Is it possible that we use our superficial questions to avoid more important ones in the Bible? Questions like those posed by the prophet of old: "What does the Lord require of you, but to do justice, to love mercy, and to walk humbly with your God?" (Mic. 6:8). Is it possible we have turned away from eternally important questions because we are uncomfortable with the idea that the Eternal, the God of history, actually might require something from us? Is that why we have replaced that question with the more comfortable questions of a consumerist age: "What do I require?" Require in a book, a teaching, a God, or a good that I might be willing to take seriously.

So one reason to bother with the Bible today has to do with questions of justice and power. Another has to do with sheer cultural literacy. In Heschel's time, it could be assumed that most American young people had been taught something of the Bible. As children they had lessons from it at home or in church. Even in the public schools of many communities, daily Bible readings were still the norm well into the 1950s, '60s, and beyond. Some had at least studied the Bible "as literature" in college or private school. Many others had been in adult Bible classes at church, if only in the more traditional congregations they began in, not the more liberal ones they went to after they started raising critical questions about it.

Today, however, many people will admit to having little real understanding of the Bible. This is true even for members of justice movements that were inspired by the progressive biblical interpretations of earlier generations. It is true today even in progressive schools and congregations. Many people are vaguely aware of at least some recent developments in biblical studies--archeological discoveries, historical studies, insights from comparative religion and anthropology, literary/ critical or feminist interpretations.
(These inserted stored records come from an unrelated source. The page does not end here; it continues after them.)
//! Events broadcast by a reader to its observers.
//!
//! # Wire Format
//!
//! Events serialize with a `type` tag so a UI can dispatch on it:
//!
//! ```json
//! { "type": "state_changed", "state": "playing" }
//! { "type": "time_update", "currentTime": 1.5, "duration": 4.0 }
//! ```

use serde::{Deserialize, Serialize};

use crate::domain::{PlayerState, RecordedAudio, SessionId};

/// Notifications observed by front-ends.
///
/// Delivery is best-effort: observers may be slow or gone, and the reader
/// never blocks or fails because of them.
#[derive(Debug, Clone, PartialEq, Serialize, Deserialize)]
#[serde(tag = "type", rename_all = "snake_case")]
pub enum ReaderEvent {
    /// The player state changed.
    StateChanged { state: PlayerState },

    /// A session failed as a whole (bad settings, nothing to read, ...).
    Error { message: String },

    /// Periodic progress of the active playback element.
    TimeUpdate {
        #[serde(rename = "currentTime")]
        current_time: f64,
        duration: Option<f64>,
    },

    /// A segment started audible playback.
    SegmentStarted {
        #[serde(rename = "sessionId")]
        session_id: SessionId,
        index: usize,
        total: usize,
    },

    /// The first successfully synthesised payload, when recording is enabled.
    RecordingAvailable {
        #[serde(rename = "sessionId")]
        session_id: SessionId,
        index: usize,
        recording: RecordedAudio,
    },

    /// Every segment of the session was played or skipped.
    StreamComplete {
        #[serde(rename = "sessionId")]
        session_id: SessionId,
    },
}

impl ReaderEvent {
    /// Short name of the event type, matching the serialized tag.
    #[must_use]
    pub const fn event_type(&self) -> &'static str {
        match self {
            Self::StateChanged { .. } => "state_changed",
            Self::Error { .. } => "error",
            Self::TimeUpdate { .. } => "time_update",
            Self::SegmentStarted { .. } => "segment_started",
            Self::RecordingAvailable { .. } => "recording_available",
            Self::StreamComplete { .. } => "stream_complete",
        }
    }
}
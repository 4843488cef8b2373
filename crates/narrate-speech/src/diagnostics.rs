//! Per-session timing and size bookkeeping.
//!
//! Observability only: nothing here feeds back into control flow.

use std::collections::BTreeMap;
use std::time::{Duration, Instant};

use narrate_core::SessionId;

/// How a segment's request ended.
#[derive(Debug, Clone, Copy, PartialEq, Eq)]
pub enum SegmentOutcome {
    Pending,
    Synthesized,
    Failed,
    Cancelled,
}

#[derive(Debug, Clone)]
pub struct SegmentTiming {
    pub issued_at: Instant,
    pub completed_at: Option<Instant>,
    pub payload_len: Option<usize>,
    pub outcome: SegmentOutcome,
}

impl SegmentTiming {
    /// Time from issue to settle, once settled.
    #[must_use]
    pub fn latency(&self) -> Option<Duration> {
        self.completed_at
            .map(|done| done.saturating_duration_since(self.issued_at))
    }
}

/// Timings for every segment issued in one session.
#[derive(Debug, Clone)]
pub struct SessionDiagnostics {
    session_id: SessionId,
    started_at: Instant,
    segments: BTreeMap<usize, SegmentTiming>,
}

impl SessionDiagnostics {
    pub fn new(session_id: SessionId) -> Self {
        Self {
            session_id,
            started_at: Instant::now(),
            segments: BTreeMap::new(),
        }
    }

    pub fn record_issued(&mut self, index: usize) {
        self.segments.insert(
            index,
            SegmentTiming {
                issued_at: Instant::now(),
                completed_at: None,
                payload_len: None,
                outcome: SegmentOutcome::Pending,
            },
        );
    }

    pub fn record_synthesized(&mut self, index: usize, payload_len: usize) {
        self.settle(index, SegmentOutcome::Synthesized, Some(payload_len));
    }

    pub fn record_failed(&mut self, index: usize) {
        self.settle(index, SegmentOutcome::Failed, None);
    }

    pub fn record_cancelled(&mut self, index: usize) {
        self.settle(index, SegmentOutcome::Cancelled, None);
    }

    fn settle(&mut self, index: usize, outcome: SegmentOutcome, payload_len: Option<usize>) {
        if let Some(timing) = self.segments.get_mut(&index) {
            timing.completed_at = Some(Instant::now());
            timing.payload_len = payload_len;
            timing.outcome = outcome;
        }
    }

    #[must_use]
    pub fn summary(&self) -> DiagnosticsSummary {
        let count = |outcome| {
            self.segments
                .values()
                .filter(|t| t.outcome == outcome)
                .count()
        };
        let latencies: Vec<Duration> = self
            .segments
            .values()
            .filter_map(SegmentTiming::latency)
            .collect();

        let mean_latency = u32::try_from(latencies.len())
            .ok()
            .filter(|n| *n > 0)
            .map(|n| latencies.iter().sum::<Duration>() / n);

        DiagnosticsSummary {
            session_id: self.session_id,
            issued: self.segments.len(),
            synthesized: count(SegmentOutcome::Synthesized),
            failed: count(SegmentOutcome::Failed),
            total_bytes: self.segments.values().filter_map(|t| t.payload_len).sum(),
            mean_latency,
            max_latency: latencies.iter().max().copied(),
            elapsed: self.started_at.elapsed(),
        }
    }
}

/// Aggregate view of a finished session.
#[derive(Debug, Clone, PartialEq, Eq)]
pub struct DiagnosticsSummary {
    pub session_id: SessionId,
    pub issued: usize,
    pub synthesized: usize,
    pub failed: usize,
    pub total_bytes: usize,
    pub mean_latency: Option<Duration>,
    pub max_latency: Option<Duration>,
    pub elapsed: Duration,
}

impl DiagnosticsSummary {
    pub fn log(&self) {
        tracing::info!(
            session_id = %self.session_id,
            issued = self.issued,
            synthesized = self.synthesized,
            failed = self.failed,
            total_bytes = self.total_bytes,
            mean_latency_ms = self.mean_latency.map(|d| d.as_millis()),
            max_latency_ms = self.max_latency.map(|d| d.as_millis()),
            elapsed_ms = self.elapsed.as_millis(),
            "Session issuance finished"
        );
    }
}
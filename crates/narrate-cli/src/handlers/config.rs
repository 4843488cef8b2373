//! Config command handler.

use anyhow::Result;
use narrate_core::{ReaderSettings, SettingsStore, SettingsUpdate};

use crate::config_commands::ConfigCommand;

/// Execute the config command against the default settings file.
pub fn execute(command: ConfigCommand) -> Result<()> {
    let store = SettingsStore::open_default()?;
    execute_with(&store, command)
}

/// Execute the config command against `store`.
pub fn execute_with(store: &SettingsStore, command: ConfigCommand) -> Result<()> {
    match command {
        ConfigCommand::Show => {
            let settings = store.load()?;
            println!("# {}", store.path().display());
            println!("{}", serde_json::to_string_pretty(&settings)?);
        }
        ConfigCommand::Set {
            endpoint,
            voice,
            speed,
            model,
            record,
            chunking,
        } => {
            let update = SettingsUpdate {
                endpoint_url: endpoint,
                voice,
                speed,
                model,
                record_output: record,
                chunking_enabled: chunking,
            };
            if update.is_empty() {
                println!("Nothing to update. See 'narrate config set --help'.");
                return Ok(());
            }
            let settings = apply_update(store, &update)?;
            println!("✓ Settings updated");
            println!("{}", serde_json::to_string_pretty(&settings)?);
        }
        ConfigCommand::Reset => {
            store.reset()?;
            println!("✓ Settings reset to defaults");
        }
    }
    Ok(())
}

/// Merge `update` into the stored settings, refusing to save invalid ones.
pub fn apply_update(store: &SettingsStore, update: &SettingsUpdate) -> Result<ReaderSettings> {
    Ok(store.update(update)?)
}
But there are few guides available other than collections of literary essays, scholarly treatises, and seminary textbooks, or an endless stream of pious books aimed at those who consider themselves "Bible believers."

I'm reminded of a parody hymn that a friend of mine once penned. It's to be sung to the tune of "Onward Christian Soldiers," which has another, more liberal, set of words: "Forward through the Ages." His parody goes this way: "Forward through the pages/ Never read a line./ Honor all the scriptures,/ Think them all just fine./ Books of differing sizes/ Spread across our shelves;/ We will never read them;/ We think for ourselves!"

When I was in college, many of the most interesting friends I made had been raised in progressive homes that had far more books on the shelves than the home in which I had been raised. They were morally engaged in the issues of the time. But they were biblically and religiously ignorant. Because I was majoring in Renaissance and Reformation studies and had at least some religious literacy, they often turned to me to explain the biblical and religious references in paintings, poems, and other texts--even in jokes!

Like the one about Dorothy Parker arriving at a New York apartment for a swank party, clad in her little basic black dress with pearls. A young actress, dressed to the nines, arrived at the door at the same moment. There was a certain jockeying for precedence. Finally the young actress stepped back, saying, "Well, age before beauty, I suppose!" Going ahead, Dorothy Parker reportedly quipped, "No, my dear: pearls before swine!" Writer and raconteur Isaac Asimov once sadly reported that he had decided to stop telling that joke, because fewer and fewer people seemed to get the biblical reference anymore!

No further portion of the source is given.